Support for 100 Large-Scale Clusters: Test Report on Karmada

Posted on November 29, 2022 by Kevin Wang

CNCF projects highlighted in this post

Guest post by Kevin Wang

TL;DR

Cloud native implementations, growing in scale and complexity, are challenging organizations on how to efficiently, reliably manage large-scale resource pools to meet growing demands. Players in the cloud field attempted to scale out single clusters by customizing native Kubernetes components, which complicated single-cluster operations and maintenance, beclouded cluster upgrade paths, let alone many other problems. This is where multi-cluster technologies come into play. They can scale resource pools horizontally without invasively modifying each single cluster, while reducing O&M costs.

The popularity of Karmada is now drawing users’ attention to Karmada’s scalability and deployment at scale. Therefore, we launched a large-scale test on Karmada to obtain baseline performance metrics for Karmada managing multiple Kubernetes clusters.

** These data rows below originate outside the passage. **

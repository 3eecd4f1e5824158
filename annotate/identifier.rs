//! Identifier-keyed annotation through synthetic coordinates: recovering positions and
//! alleles from the `id→pos` store, and replacing obsolete identifiers from the
//! `merged→current` store.
//!
//! Rows are joined on the exact synthetic coordinate of their identifier, not on the
//! identity key, since chromosome and position are what is being recovered.

use super::table::ResolvedColumns;
use super::{
    AnnotateError, AnnotationStats, KeyedRow, QuerySession, assemble_chunk, for_each_window,
};
use crate::config::AnnotateConfig;
use crate::identity::{chromosome_code, identity_key, is_missing, normalize_allele, parse_position};
use crate::reference::store::StoreRow;
use crate::reference::synthetic::SyntheticCoordinate;
use ahash::{AHashMap, AHashSet};
use log::debug;

/// One reference placement of an identifier.
#[derive(Debug, Clone, PartialEq, Eq)]
pub struct Placement {
    pub chrom: u8,
    pub pos: u32,
    pub ref_allele: String,
    pub alt_allele: String,
}

impl Placement {
    fn carries(&self, allele: &str) -> bool {
        allele == self.ref_allele || allele == self.alt_allele
    }

    /// The other member of the reference pair, if `allele` is one of them.
    fn partner(&self, allele: &str) -> Option<&str> {
        if allele == self.ref_allele {
            Some(self.alt_allele.as_str())
        } else if allele == self.alt_allele {
            Some(self.ref_allele.as_str())
        } else {
            None
        }
    }
}

/// Groups `id→pos` rows (`synth_chrom synth_pos id chrom pos ref alt`) by synthetic
/// position. Placements sharing an identity key are kept once, first occurrence first.
pub fn reference_placements(reference: &[StoreRow]) -> AHashMap<u64, Vec<Placement>> {
    let mut by_coordinate: AHashMap<u64, Vec<Placement>> = AHashMap::new();
    let mut seen = AHashSet::new();
    for row in reference {
        let (Some(coordinate), Some(chrom), Some(pos), Some(ref_allele), Some(alts)) = (
            row.coordinate(),
            row.field(3).and_then(chromosome_code),
            row.field(4).and_then(parse_position),
            row.field(5).and_then(normalize_allele),
            row.field(6),
        ) else {
            continue;
        };
        for alt_allele in alts.split(',').filter_map(normalize_allele) {
            if !seen.insert((coordinate, identity_key(chrom, pos, &ref_allele, &alt_allele))) {
                continue;
            }
            by_coordinate.entry(coordinate).or_default().push(Placement {
                chrom,
                pos,
                ref_allele: ref_allele.clone(),
                alt_allele,
            });
        }
    }
    by_coordinate
}

fn synthetic_keys(
    rows: &[Vec<String>],
    rsid: usize,
) -> (Vec<KeyedRow<SyntheticCoordinate>>, Vec<usize>) {
    let mut keyed = Vec::with_capacity(rows.len());
    let mut unkeyed = Vec::new();
    for (idx, row) in rows.iter().enumerate() {
        match SyntheticCoordinate::from_identifier(&row[rsid]) {
            Some(coord) => keyed.push(KeyedRow {
                row: idx,
                chrom: coord.chrom_label(),
                coordinate: coord.pos,
                key: coord,
            }),
            None => unkeyed.push(idx),
        }
    }
    (keyed, unkeyed)
}

/// An allele cell as supplied: `None` when missing, otherwise trimmed and uppercased.
fn supplied_allele(cell: &str) -> Option<String> {
    (!is_missing(cell)).then(|| cell.trim().to_ascii_uppercase())
}

/// Reconciles one row with a reference placement. Returns whether any supplied value
/// disagrees with the reference.
fn reconcile(row: &mut [String], cols: &ResolvedColumns, hit: &Placement, overwrite: bool) -> bool {
    let mut mismatch = false;

    let chrom = (!is_missing(&row[cols.chrom])).then(|| chromosome_code(&row[cols.chrom]));
    match chrom {
        Some(Some(code)) if code == hit.chrom => {}
        Some(_) if !overwrite => mismatch = true,
        _ => row[cols.chrom] = hit.chrom.to_string(),
    }
    let pos = (!is_missing(&row[cols.pos])).then(|| parse_position(&row[cols.pos]));
    match pos {
        Some(Some(p)) if p == hit.pos => {}
        Some(_) if !overwrite => mismatch = true,
        _ => row[cols.pos] = hit.pos.to_string(),
    }

    let ea = supplied_allele(&row[cols.ea]);
    let nea = supplied_allele(&row[cols.nea]);
    let (new_ea, new_nea) = match (ea.as_deref(), nea.as_deref()) {
        (None, None) => (Some(hit.alt_allele.clone()), Some(hit.ref_allele.clone())),
        (Some(a), None) => match hit.partner(a) {
            Some(other) => (None, Some(other.to_string())),
            None => {
                mismatch = true;
                (None, None)
            }
        },
        (None, Some(b)) => match hit.partner(b) {
            Some(other) => (Some(other.to_string()), None),
            None => {
                mismatch = true;
                (None, None)
            }
        },
        (Some(a), Some(b)) => {
            if hit.partner(a) != Some(b) {
                mismatch = true;
            }
            (None, None)
        }
    };
    if let Some(v) = new_ea {
        row[cols.ea] = v;
    }
    if let Some(v) = new_nea {
        row[cols.nea] = v;
    }

    // With overwrite the reference pair replaces inconsistent alleles; a consistent
    // pair keeps the supplied effect orientation.
    if overwrite {
        let ea = supplied_allele(&row[cols.ea]);
        let nea = supplied_allele(&row[cols.nea]);
        let consistent = matches!(
            (ea.as_deref(), nea.as_deref()),
            (Some(a), Some(b)) if hit.partner(a) == Some(b)
        );
        if !consistent {
            row[cols.ea] = hit.alt_allele.clone();
            row[cols.nea] = hit.ref_allele.clone();
        }
        mismatch = false;
    }
    mismatch
}

/// The first placement consistent with every supplied allele, else the first placement.
fn choose<'p>(placements: &'p [Placement], row: &[String], cols: &ResolvedColumns) -> &'p Placement {
    let ea = supplied_allele(&row[cols.ea]);
    let nea = supplied_allele(&row[cols.nea]);
    placements
        .iter()
        .find(|p| {
            ea.as_deref().is_none_or(|a| p.carries(a))
                && nea.as_deref().is_none_or(|b| p.carries(b))
        })
        .unwrap_or(&placements[0])
}

fn is_complete(row: &[String], cols: &ResolvedColumns) -> bool {
    chromosome_code(&row[cols.chrom]).is_some()
        && parse_position(&row[cols.pos]).is_some()
        && normalize_allele(&row[cols.ea]).is_some()
        && normalize_allele(&row[cols.nea]).is_some()
}

/// Backfills and checks chromosome, position and alleles of one chunk from the `id→pos`
/// store. Disagreements are counted and logged, never dropped; with `overwrite` the
/// reference wins. With `remove_failed`, rows still lacking any of the four fields are
/// dropped.
pub fn assign_coordinates(
    mut rows: Vec<Vec<String>>,
    cols: &ResolvedColumns,
    session: &mut QuerySession<'_>,
    config: &AnnotateConfig,
    stats: &mut AnnotationStats,
) -> Result<Vec<Vec<String>>, AnnotateError> {
    let (keyed, unkeyed) = synthetic_keys(&rows, cols.rsid);
    stats.unkeyed += unkeyed.len();

    let order = for_each_window(keyed, config.window, session, |members, reference| {
        let placements = reference_placements(reference);
        for member in members {
            let Some(candidates) = placements.get(&member.coordinate) else {
                stats.unmatched += 1;
                continue;
            };
            let row = &mut rows[member.row];
            let hit = choose(candidates, row, cols).clone();
            stats.annotated += 1;
            if reconcile(row, cols, &hit, config.overwrite) {
                stats.mismatches += 1;
                debug!(
                    "{} disagrees with reference placement {}:{} {}/{}",
                    member.key.identifier(),
                    hit.chrom,
                    hit.pos,
                    hit.ref_allele,
                    hit.alt_allele
                );
            }
        }
    })?;

    let (out, removed) = assemble_chunk(rows, &order, &unkeyed, |row| {
        !config.remove_failed || is_complete(row, cols)
    });
    stats.removed += removed;
    Ok(out)
}

/// Replaces obsolete identifiers with their current one from the `merged→current` store
/// (`synth_chrom synth_pos obsolete_id current_id`).
pub fn update_merged(
    mut rows: Vec<Vec<String>>,
    cols: &ResolvedColumns,
    session: &mut QuerySession<'_>,
    config: &AnnotateConfig,
    stats: &mut AnnotationStats,
) -> Result<Vec<Vec<String>>, AnnotateError> {
    let (keyed, unkeyed) = synthetic_keys(&rows, cols.rsid);
    stats.unkeyed += unkeyed.len();

    let order = for_each_window(keyed, config.window, session, |members, reference| {
        let mut current: AHashMap<u64, &str> = AHashMap::with_capacity(reference.len());
        for row in reference {
            if let (Some(coordinate), Some(id)) = (row.coordinate(), row.field(3)) {
                current.entry(coordinate).or_insert(id);
            }
        }
        for member in members {
            match current.get(&member.coordinate) {
                Some(id) => {
                    rows[member.row][cols.rsid] = (*id).to_string();
                    stats.annotated += 1;
                }
                None => stats.unmatched += 1,
            }
        }
    })?;

    let (out, _) = assemble_chunk(rows, &order, &unkeyed, |_| true);
    Ok(out)
}

#[cfg(test)]
mod tests {
    use super::*;
    use crate::annotate::test_support::{CountingStore, row};

    const COLS: ResolvedColumns = ResolvedColumns {
        chrom: 0,
        pos: 1,
        ea: 2,
        nea: 3,
        rsid: 4,
    };

    fn id2pos() -> CountingStore {
        CountingStore::new(&[
            &["2", "21", "rs21", "1", "200", "C", "T"],
            &["2", "21", "rs21", "1", "200", "C", "A"],
            &["3", "30", "rs30", "2", "500", "A", "G"],
            &["5", "555", "rs555", "X", "100", "G", "A"],
        ])
    }

    fn run(
        rows: Vec<Vec<String>>,
        store: &CountingStore,
        config: &AnnotateConfig,
    ) -> (Vec<Vec<String>>, AnnotationStats) {
        let mut session = QuerySession::new(store);
        let mut stats = AnnotationStats::default();
        let out = assign_coordinates(rows, &COLS, &mut session, config, &mut stats).unwrap();
        (out, stats)
    }

    #[test]
    fn recovers_coordinates_and_alleles() {
        let store = id2pos();
        let rows = vec![
            row(&["", "", "", "", "rs555"]),
            row(&["", "", "A", "", "rs21"]),
            row(&["", "", "", "G", "rs30"]),
        ];
        let (out, stats) = run(rows, &store, &AnnotateConfig::default());
        assert_eq!(
            out,
            vec![
                row(&["23", "100", "A", "G", "rs555"]),
                row(&["1", "200", "A", "C", "rs21"]),
                row(&["2", "500", "A", "G", "rs30"]),
            ]
        );
        assert_eq!(stats.annotated, 3);
        assert_eq!(stats.mismatches, 0);
    }

    #[test]
    fn mismatches_are_counted_not_dropped() {
        let store = id2pos();
        let rows = vec![
            row(&["3", "200", "C", "T", "rs21"]),
            row(&["2", "500", "C", "", "rs30"]),
        ];
        let (out, stats) = run(rows.clone(), &store, &AnnotateConfig::default());
        assert_eq!(out, rows);
        assert_eq!(stats.mismatches, 2);

        let config = AnnotateConfig {
            overwrite: true,
            ..AnnotateConfig::default()
        };
        let (out, stats) = run(rows, &store, &config);
        assert_eq!(
            out,
            vec![
                row(&["1", "200", "C", "T", "rs21"]),
                row(&["2", "500", "G", "A", "rs30"]),
            ]
        );
        assert_eq!(stats.mismatches, 0);
    }

    #[test]
    fn malformed_identifiers_pass_through_or_are_removed() {
        let store = id2pos();
        let rows = vec![
            row(&["", "", "", "", "rs1"]),
            row(&["", "", "", "", "rs30"]),
            row(&["", "", "", "", "rs999"]),
        ];
        let (out, stats) = run(rows.clone(), &store, &AnnotateConfig::default());
        assert_eq!(out[0], row(&["2", "500", "G", "A", "rs30"]));
        assert_eq!(out[1], rows[2]);
        assert_eq!(out[2], rows[0]);
        assert_eq!((stats.unkeyed, stats.unmatched), (1, 1));

        let config = AnnotateConfig {
            remove_failed: true,
            ..AnnotateConfig::default()
        };
        let (out, stats) = run(rows, &store, &config);
        assert_eq!(out, vec![row(&["2", "500", "G", "A", "rs30"])]);
        assert_eq!(stats.removed, 2);
    }

    #[test]
    fn merged_identifiers_are_replaced() {
        let store = CountingStore::new(&[
            &["4", "40", "rs40", "rs30"],
            &["5", "50", "rs50", "rs30"],
        ]);
        let rows = vec![
            row(&["1", "10", "A", "G", "rs50"]),
            row(&["1", "11", "A", "G", "rs7412"]),
            row(&["1", "12", "A", "G", "."]),
        ];
        let mut session = QuerySession::new(&store);
        let mut stats = AnnotationStats::default();
        let out = update_merged(rows, &COLS, &mut session, &AnnotateConfig::default(), &mut stats)
            .unwrap();
        assert_eq!(out[0][4], "rs30");
        assert_eq!(out[1][4], "rs7412");
        assert_eq!(out[2][4], ".");
        assert_eq!((stats.annotated, stats.unmatched, stats.unkeyed), (1, 1, 1));
        assert_eq!(store.calls.get(), 2);
    }
}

For multi-cluster systems represented by Karmada, the size of a single cluster is not a limiting factor restricting the scalability. On that account, we referred to the standard configurations of Kubernetes large-scale clusters and real-world implementations, and tested Karmada on managing 100 Kubernetes clusters (each cluster containing 5k nodes and 20k pods) at the same time. Limited by the environment and tooling, this test is not designed for stress testing Karmada, but for using Karmada in typical multi-cluster scenarios in production. The test results show that Karmada can stably support 100 large-scale clusters with 500,000 nodes connected at the same time, running more than 2 million pods.

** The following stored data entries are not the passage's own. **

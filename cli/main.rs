#![deny(unused_variables)]
#![deny(dead_code)]
#![deny(unused_imports)]
#![deny(clippy::no_effect_underscore_binding)]

use clap::{Args, CommandFactory, Parser, Subcommand};
use log::info;
use std::fs;
use std::path::{Path, PathBuf};
use std::process;

use statmunge::annotate::table::VariantColumns;
use statmunge::annotate::{AnnotationMode, annotate_file};
use statmunge::columns::{ColumnMap, guess};
use statmunge::config::RunConfig;
use statmunge::harmonize::{harmonize, save_harmonized};
use statmunge::io::{LoadOptions, load_sumstats, read_canonical};
use statmunge::pipeline::run_munge;
use statmunge::reference::{ReferenceBuilder, open_store};

type CliResult = Result<(), Box<dyn std::error::Error>>;

#[derive(Parser)]
#[command(
    name = "statmunge",
    about = "Canonicalize, annotate and harmonize GWAS summary statistics",
    long_about = "Turns heterogeneous GWAS summary-statistics files into one canonical schema, \
                 cross-references them against position- and identifier-indexed reference \
                 stores, and aligns effect directions between studies."
)]
struct Cli {
    /// Log per-step row deltas and individual range queries
    #[arg(short, long, global = true)]
    verbose: bool,

    /// TOML run configuration with [munge], [annotate] and [reference] sections
    #[arg(long, global = true, value_name = "PATH")]
    config: Option<PathBuf>,

    #[command(subcommand)]
    command: Option<Commands>,
}

#[derive(Args)]
struct AnnotateArgs {
    /// Tab-separated input table with a header line
    input: PathBuf,

    /// Output table (header plus annotated rows)
    output: PathBuf,

    /// Reference store; queried through tabix when a .tbi/.csi index sits next to it
    #[arg(long, value_name = "PATH")]
    store: PathBuf,

    /// Width of one range query
    #[arg(long, value_name = "UNITS")]
    window: Option<u64>,

    /// Input rows held in memory at once
    #[arg(long, value_name = "ROWS")]
    chunk_rows: Option<usize>,

    /// Replace input values with the reference's instead of only filling gaps
    #[arg(long)]
    overwrite: bool,

    #[arg(long, default_value = "CHR")]
    chrom_col: String,

    #[arg(long, default_value = "BP")]
    pos_col: String,

    #[arg(long, default_value = "rsID")]
    rsid_col: String,

    #[arg(long, default_value = "EA")]
    ea_col: String,

    #[arg(long, default_value = "NEA")]
    nea_col: String,
}

impl AnnotateArgs {
    fn columns(&self) -> VariantColumns {
        VariantColumns {
            chrom: self.chrom_col.clone(),
            pos: self.pos_col.clone(),
            rsid: self.rsid_col.clone(),
            ea: self.ea_col.clone(),
            nea: self.nea_col.clone(),
        }
    }
}

#[derive(Subcommand)]
enum Commands {
    /// Guess a column mapping from an input header and print it as JSON
    #[command(about = "Guess the column mapping of a raw file (outputs: JSON)")]
    Mapheader {
        input: PathBuf,

        /// Write the mapping here instead of standard output
        #[arg(short, long, value_name = "PATH")]
        output: Option<PathBuf>,
    },

    /// Canonicalize a raw summary-statistics file
    #[command(about = "Canonicalize a raw file (outputs: TSV, optional .gz/.tbi, report JSON)")]
    Munge {
        input: PathBuf,
        output: PathBuf,

        /// JSON column mapping {raw column: canonical field}; guessed from the header if absent
        #[arg(long, value_name = "PATH")]
        colmap: Option<PathBuf>,

        /// Leave the output as plain text without bgzip/tabix
        #[arg(long)]
        no_index: bool,

        /// P-value threshold for the significant-row count in the report
        #[arg(long, value_name = "P")]
        threshold: Option<f64>,
    },

    /// Build the pos→id, id→pos and merged→current reference stores
    #[command(about = "Build reference stores from a variant feed")]
    BuildReference {
        /// VCF-like reference feed (plain or gzip)
        feed: PathBuf,

        /// Merge-history feed (JSON lines, plain or gzip)
        #[arg(long, value_name = "PATH")]
        merges: Option<PathBuf>,

        #[arg(long, value_name = "DIR")]
        out_dir: Option<PathBuf>,

        /// Release label embedded in output file names
        #[arg(long)]
        release: Option<String>,

        /// Leave the stores as plain text without bgzip/tabix
        #[arg(long)]
        no_compress: bool,
    },

    /// Assign identifiers by position against the pos→id store
    #[command(name = "annotate-rsid", about = "Fill identifiers from positions")]
    AnnotateRsid(AnnotateArgs),

    /// Recover chromosome, position and alleles by identifier against the id→pos store
    #[command(name = "annotate-position", about = "Fill positions and alleles from identifiers")]
    AnnotatePosition {
        #[command(flatten)]
        args: AnnotateArgs,

        /// Drop rows still missing chromosome, position or either allele
        #[arg(long)]
        remove_failed: bool,
    },

    /// Replace obsolete identifiers using the merged→current store
    #[command(name = "update-merged", about = "Replace merged identifiers by current ones")]
    UpdateMerged(AnnotateArgs),

    /// Join two canonical tables and align the second's effect direction to the first
    #[command(about = "Harmonize two canonical tables (outputs: TSV)")]
    Harmonize {
        first: PathBuf,
        second: PathBuf,
        output: PathBuf,
    },
}

fn main() {
    let cli = Cli::parse();
    let Cli {
        verbose,
        config,
        command,
    } = cli;

    let log_level = if verbose { "debug" } else { "info" };
    env_logger::Builder::from_env(env_logger::Env::default().default_filter_or(log_level)).init();

    let result = match load_config(config.as_deref()) {
        Err(e) => Err(e),
        Ok(config) => match command {
            Some(Commands::Mapheader { input, output }) => run_mapheader(&input, output.as_deref()),
            Some(Commands::Munge {
                input,
                output,
                colmap,
                no_index,
                threshold,
            }) => run_munge_cmd(config, &input, &output, colmap.as_deref(), no_index, threshold),
            Some(Commands::BuildReference {
                feed,
                merges,
                out_dir,
                release,
                no_compress,
            }) => run_build(config, &feed, merges.as_deref(), out_dir, release, no_compress),
            Some(Commands::AnnotateRsid(args)) => {
                run_annotate(config, AnnotationMode::AssignIdentifier, &args, false)
            }
            Some(Commands::AnnotatePosition {
                args,
                remove_failed,
            }) => run_annotate(
                config,
                AnnotationMode::AssignCoordinates,
                &args,
                remove_failed,
            ),
            Some(Commands::UpdateMerged(args)) => {
                run_annotate(config, AnnotationMode::UpdateMerged, &args, false)
            }
            Some(Commands::Harmonize {
                first,
                second,
                output,
            }) => run_harmonize(&first, &second, &output),
            None => Cli::command().print_help().map_err(Into::into),
        },
    };

    if let Err(e) = result {
        eprintln!("Error: {e}");
        process::exit(1);
    }
}

fn load_config(path: Option<&Path>) -> Result<RunConfig, Box<dyn std::error::Error>> {
    match path {
        Some(path) => Ok(RunConfig::from_toml_file(path)?),
        None => Ok(RunConfig::default()),
    }
}

fn run_mapheader(input: &Path, output: Option<&Path>) -> CliResult {
    let options = LoadOptions {
        nrows: Some(0),
        ..LoadOptions::default()
    };
    let raw = load_sumstats(input, &options)?;
    let colmap = guess(&raw.header);
    let json = colmap.to_json_string()?;
    match output {
        Some(path) => {
            fs::write(path, format!("{json}\n"))?;
            info!("Wrote column mapping to {}", path.display());
        }
        None => println!("{json}"),
    }
    Ok(())
}

fn run_munge_cmd(
    mut config: RunConfig,
    input: &Path,
    output: &Path,
    colmap: Option<&Path>,
    no_index: bool,
    threshold: Option<f64>,
) -> CliResult {
    if no_index {
        config.munge.build_index = false;
    }
    if let Some(threshold) = threshold {
        config.munge.significance_threshold = threshold;
    }
    config.validate()?;

    let colmap = match colmap {
        Some(path) => ColumnMap::from_json_file(path)?,
        None => {
            let options = LoadOptions {
                nrows: Some(0),
                ..LoadOptions::from(&config.munge)
            };
            let header = load_sumstats(input, &options)?.header;
            let guessed = guess(&header);
            info!("No column mapping given; guessed {}", guessed.to_json_string()?);
            guessed
        }
    };

    let outcome = run_munge(input, output, &colmap, &config)?;
    info!(
        "Canonical table written to {}; report at {}",
        outcome.output.display(),
        outcome.report_path.display()
    );
    Ok(())
}

fn run_build(
    mut config: RunConfig,
    feed: &Path,
    merges: Option<&Path>,
    out_dir: Option<PathBuf>,
    release: Option<String>,
    no_compress: bool,
) -> CliResult {
    if let Some(dir) = out_dir {
        config.reference.out_dir = dir;
    }
    if let Some(release) = release {
        config.reference.release = release;
    }
    if no_compress {
        config.reference.compress = false;
    }
    config.validate()?;

    let outputs = ReferenceBuilder::new(&config.reference).build(feed, merges)?;
    info!("pos→id store: {}", outputs.pos_to_id.display());
    info!("id→pos store: {}", outputs.id_to_pos.display());
    if let Some(merged) = &outputs.merged {
        info!("merged→current store: {}", merged.display());
    }
    Ok(())
}

fn run_annotate(
    mut config: RunConfig,
    mode: AnnotationMode,
    args: &AnnotateArgs,
    remove_failed: bool,
) -> CliResult {
    if let Some(window) = args.window {
        config.annotate.window = window;
    }
    if let Some(rows) = args.chunk_rows {
        config.annotate.read_chunk_rows = rows;
    }
    config.annotate.overwrite |= args.overwrite;
    config.annotate.remove_failed |= remove_failed;
    config.validate()?;

    let store = open_store(&args.store)?;
    let stats = annotate_file(
        mode,
        &args.input,
        &args.output,
        store.as_ref(),
        &args.columns(),
        &config.annotate,
    )?;
    info!(
        "Wrote {} of {} rows to {} using {} range queries.",
        stats.output_rows,
        stats.input_rows,
        args.output.display(),
        stats.queries
    );
    Ok(())
}

fn run_harmonize(first: &Path, second: &Path, output: &Path) -> CliResult {
    let first_table = read_canonical(first)?;
    let second_table = read_canonical(second)?;
    let harmonized = harmonize(&first_table, &second_table);
    save_harmonized(&harmonized, output)?;
    info!(
        "{} shared variants of {} and {} written to {}",
        harmonized.len(),
        first_table.len(),
        second_table.len(),
        output.display()
    );
    Ok(())
}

This article will introduce the metrics used in the test, how to conduct large-scale testing, and how we realize massive connection of nodes and clusters.

Background

Cloud computing is entering a new stage featuring multicloud and distributed clouds. As surveyed by Flexera, a well-known analyst company, more than 93% of enterprises are using services from multiple cloud vendors at the same time. Single Kubernetes clusters, limited by their capacity and fault recovery capabilities, cannot support services to run as distributed as wanted, especially if one’s organization wants to go globalization. A hybrid cloud or multi-public cloud architecture helps avoid vendor lock-in or optimize costs. Karmada users are also demanding large-scale node and application management in their multi-cluster deployments.

Introduction to Karmada

Karmada (Kubernetes Armada) is a Kubernetes management system that enables you to run your cloud-native applications across multiple Kubernetes clusters and clouds, with no changes to your applications. By speaking Kubernetes-native APIs and providing advanced scheduling capabilities, Karmada enables truly open, multi-cloud Kubernetes.

Karmada aims to provide turnkey automation for multi-cluster application management in multi-cloud and hybrid cloud scenarios, with key features such as centralized multi-cloud management, high availability, failure recovery, and traffic scheduling.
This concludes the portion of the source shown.